> **To do**
Each line from the beginning of the entries below through the line that includes "return IndicatorSeries::empty(IndicatorType::Cci(period));" must be returned exactly as given.

[Saved entries]
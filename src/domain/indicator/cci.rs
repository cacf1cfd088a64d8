//! Commodity Channel Index.
//!
//! CCI = (TP - SMA(TP)) / (0.015 × meanDeviation), TP = (H + L + C) / 3.
//! A window with zero mean deviation yields 0.

use crate::domain::bar::PriceBar;
use crate::domain::indicator::{
    clipped_window, mean, IndicatorPoint, IndicatorSeries, IndicatorType, IndicatorValue,
};

const CCI_CONSTANT: f64 = 0.015;

pub fn calculate_cci(bars: &[PriceBar], period: usize) -> IndicatorSeries {
    if period == 0 {
        return IndicatorSeries::empty(IndicatorType::Cci(period));
    }

    let typical: Vec<f64> = bars.iter().map(PriceBar::typical_price).collect();

    let values = bars
        .iter()
        .enumerate()
        .map(|(i, bar)| {
            let (start, full_window) = clipped_window(i, period);
            let window = &typical[start..=i];
            let sma = mean(window);
            let mean_dev =
                window.iter().map(|tp| (tp - sma).abs()).sum::<f64>() / window.len() as f64;
            let cci = if mean_dev == 0.0 {
                0.0
            } else {
                (typical[i] - sma) / (CCI_CONSTANT * mean_dev)
            };
            IndicatorPoint {
                date: bar.date,
                full_window,
                value: IndicatorValue::Simple(cci),
            }
        })
        .collect();

    IndicatorSeries {
        indicator_type: IndicatorType::Cci(period),
        values,
    }
}
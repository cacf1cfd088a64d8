//! Point-in-time fundamental and sentiment metrics.

use chrono::NaiveDate;
use serde::{Deserialize, Serialize};

/// Valuation metrics as of a date. Missing fields are `None`.
#[derive(Debug, Clone, PartialEq, Serialize, Deserialize)]
pub struct FundamentalSnapshot {
    pub instrument: String,
    pub as_of: NaiveDate,
    pub pe_ratio: Option<f64>,
    pub pb_ratio: Option<f64>,
    pub market_cap: Option<f64>,
    pub sector: Option<String>,
}

/// Aggregated sentiment over a trailing window ending at `as_of`.
#[derive(Debug, Clone, PartialEq, Serialize, Deserialize)]
pub struct SentimentSnapshot {
    pub instrument: String,
    pub as_of: NaiveDate,
    /// Mean polarity, nominally in [-1, 1].
    pub mean_score: f64,
    /// Nominally in [0, 1].
    pub confidence: f64,
    pub sample_count: u32,
}

#[derive(Debug, Clone, Copy, PartialEq, Eq, Serialize, Deserialize)]
pub enum MarketCapTier {
    Large,
    Mid,
    Small,
    Micro,
}

impl MarketCapTier {
    pub const LARGE_MIN: f64 = 10e9;
    pub const MID_MIN: f64 = 2e9;
    pub const SMALL_MIN: f64 = 300e6;

    pub fn from_market_cap(cap: f64) -> Self {
        if cap >= Self::LARGE_MIN {
            MarketCapTier::Large
        } else if cap >= Self::MID_MIN {
            MarketCapTier::Mid
        } else if cap >= Self::SMALL_MIN {
            MarketCapTier::Small
        } else {
            MarketCapTier::Micro
        }
    }
}
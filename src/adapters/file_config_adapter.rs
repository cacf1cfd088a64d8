//! INI file configuration adapter.

use crate::domain::error::EquisimError;
use crate::ports::config_port::ConfigPort;
use configparser::ini::Ini;
use std::path::Path;

pub struct FileConfigAdapter {
    config: Ini,
}

impl FileConfigAdapter {
    pub fn from_file<P: AsRef<Path>>(path: P) -> Result<Self, EquisimError> {
        let path = path.as_ref();
        let mut config = Ini::new();
        config.load(path).map_err(|reason| EquisimError::ConfigParse {
            file: path.display().to_string(),
            reason,
        })?;
        Ok(Self { config })
    }

    pub fn from_string(content: &str) -> Result<Self, EquisimError> {
        let mut config = Ini::new();
        config
            .read(content.to_string())
            .map_err(|reason| EquisimError::ConfigParse {
                file: "<string>".to_string(),
                reason,
            })?;
        Ok(Self { config })
    }

    fn parse_bool(value: &str) -> Option<bool> {
        match value.trim().to_lowercase().as_str() {
            "true" | "yes" | "on" | "1" => Some(true),
            "false" | "no" | "off" | "0" => Some(false),
            _ => None,
        }
    }
}

impl ConfigPort for FileConfigAdapter {
    fn get_string(&self, section: &str, key: &str) -> Option<String> {
        self.config.get(section, key)
    }

    fn get_int(&self, section: &str, key: &str, default: i64) -> i64 {
        self.config
            .getint(section, key)
            .ok()
            .flatten()
            .unwrap_or(default)
    }

    fn get_double(&self, section: &str, key: &str, default: f64) -> f64 {
        self.config
            .getfloat(section, key)
            .ok()
            .flatten()
            .unwrap_or(default)
    }

    fn get_bool(&self, section: &str, key: &str, default: bool) -> bool {
        self.config
            .get(section, key)
            .as_ref()
            .and_then(|v| Self::parse_bool(v))
            .unwrap_or(default)
    }
}
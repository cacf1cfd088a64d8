//! Average True Range.
//!
//! TR[0] = high - low, TR[i] = max(H-L, |H-C[i-1]|, |L-C[i-1]|).
//! ATR(n)[i] is the rolling mean of the last n true ranges.

use crate::domain::bar::PriceBar;
use crate::domain::indicator::{
    clipped_window, mean, IndicatorPoint, IndicatorSeries, IndicatorType, IndicatorValue,
};

pub fn true_ranges(bars: &[PriceBar]) -> Vec<f64> {
    bars.iter()
        .enumerate()
        .map(|(i, bar)| {
            if i == 0 {
                bar.high - bar.low
            } else {
                bar.true_range(bars[i - 1].close)
            }
        })
        .collect()
}

pub fn calculate_atr(bars: &[PriceBar], period: usize) -> IndicatorSeries {
    if period == 0 {
        return IndicatorSeries::empty(IndicatorType::Atr(period));
    }

    let tr_values = true_ranges(bars);
    let values = bars
        .iter()
        .enumerate()
        .map(|(i, bar)| {
            let (start, full_window) = clipped_window(i, period);
            IndicatorPoint {
                date: bar.date,
                full_window,
                value: IndicatorValue::Simple(mean(&tr_values[start..=i])),
            }
        })
        .collect();

    IndicatorSeries {
        indicator_type: IndicatorType::Atr(period),
        values,
    }
}
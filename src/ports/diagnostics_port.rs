//! Diagnostics sink port.

use crate::domain::diagnostics::Diagnostic;

/// Receives every non-fatal condition as the simulator records it.
pub trait DiagnosticsSink {
    fn record(&self, diagnostic: &Diagnostic);
}
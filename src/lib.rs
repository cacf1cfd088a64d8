//! equisim: trading-signal generation and portfolio simulation engine.
//!
//! Hexagonal architecture: domain logic in [`domain`], port traits in [`ports`],
//! concrete implementations in [`adapters`].
//!
//! The pipeline runs indicators -> factor scoring -> decision ladder ->
//! position sizing -> portfolio simulation -> performance metrics.
//! [`run_simulation`] drives all of it; [`score_signal`] is the standalone
//! scoring entry point.

pub mod domain;
pub mod ports;
pub mod adapters;
pub mod cli;

pub use domain::scoring::score_signal;
pub use domain::simulator::{CancelFlag, MarketData, Simulator, run_simulation, score_instrument};
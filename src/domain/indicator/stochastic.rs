//! Stochastic oscillator and Williams %R.
//!
//! %K = 100 × (C - LL) / (HH - LL) over the last k bars
//! %D = mean of the last d %K values
//! %R = -100 × (HH - C) / (HH - LL) over the last n bars
//!
//! A window with HH == LL has no range; %K falls back to 50 and %R to -50.

use crate::domain::bar::PriceBar;
use crate::domain::indicator::{
    clipped_window, mean, IndicatorPoint, IndicatorSeries, IndicatorType, IndicatorValue,
};

fn high_low(window: &[PriceBar]) -> (f64, f64) {
    window.iter().fold((f64::MIN, f64::MAX), |(hh, ll), b| {
        (hh.max(b.high), ll.min(b.low))
    })
}

fn percent_k(bar: &PriceBar, hh: f64, ll: f64) -> f64 {
    let range = hh - ll;
    if range <= 0.0 {
        return 50.0;
    }
    (100.0 * (bar.close - ll) / range).clamp(0.0, 100.0)
}

pub fn calculate_stochastic(bars: &[PriceBar], k_period: usize, d_period: usize) -> IndicatorSeries {
    let indicator_type = IndicatorType::Stochastic { k_period, d_period };
    if k_period == 0 || d_period == 0 {
        return IndicatorSeries::empty(indicator_type);
    }

    let mut ks: Vec<f64> = Vec::with_capacity(bars.len());
    let mut values = Vec::with_capacity(bars.len());

    for (i, bar) in bars.iter().enumerate() {
        let (start, k_full) = clipped_window(i, k_period);
        let (hh, ll) = high_low(&bars[start..=i]);
        ks.push(percent_k(bar, hh, ll));

        let (d_start, d_full) = clipped_window(i, d_period);
        let d = mean(&ks[d_start..=i]).clamp(0.0, 100.0);

        values.push(IndicatorPoint {
            date: bar.date,
            full_window: k_full && i + 1 >= k_period + d_period - 1 && d_full,
            value: IndicatorValue::Stochastic { k: ks[i], d },
        });
    }

    IndicatorSeries {
        indicator_type,
        values,
    }
}

pub fn calculate_williams_r(bars: &[PriceBar], period: usize) -> IndicatorSeries {
    if period == 0 {
        return IndicatorSeries::empty(IndicatorType::WilliamsR(period));
    }

    let values = bars
        .iter()
        .enumerate()
        .map(|(i, bar)| {
            let (start, full_window) = clipped_window(i, period);
            let (hh, ll) = high_low(&bars[start..=i]);
            let range = hh - ll;
            let r = if range <= 0.0 {
                -50.0
            } else {
                (-100.0 * (hh - bar.close) / range).clamp(-100.0, 0.0)
            };
            IndicatorPoint {
                date: bar.date,
                full_window,
                value: IndicatorValue::Simple(r),
            }
        })
        .collect();

    IndicatorSeries {
        indicator_type: IndicatorType::WilliamsR(period),
        values,
    }
}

> **Problem solution**
filename src/domain/indicator/cci.rs
repository cacf1cfd088a64d8
//! Commodity Channel Index.
//!
//! CCI = (TP - SMA(TP)) / (0.015 × meanDeviation), TP = (H + L + C) / 3.
//! A window with zero mean deviation yields 0.

use crate::domain::bar::PriceBar;
use crate::domain::indicator::{
    clipped_window, mean, IndicatorPoint, IndicatorSeries, IndicatorType, IndicatorValue,
};

const CCI_CONSTANT: f64 = 0.015;

pub fn calculate_cci(bars: &[PriceBar], period: usize) -> IndicatorSeries {
    if period == 0 {
        return IndicatorSeries::empty(IndicatorType::Cci(period));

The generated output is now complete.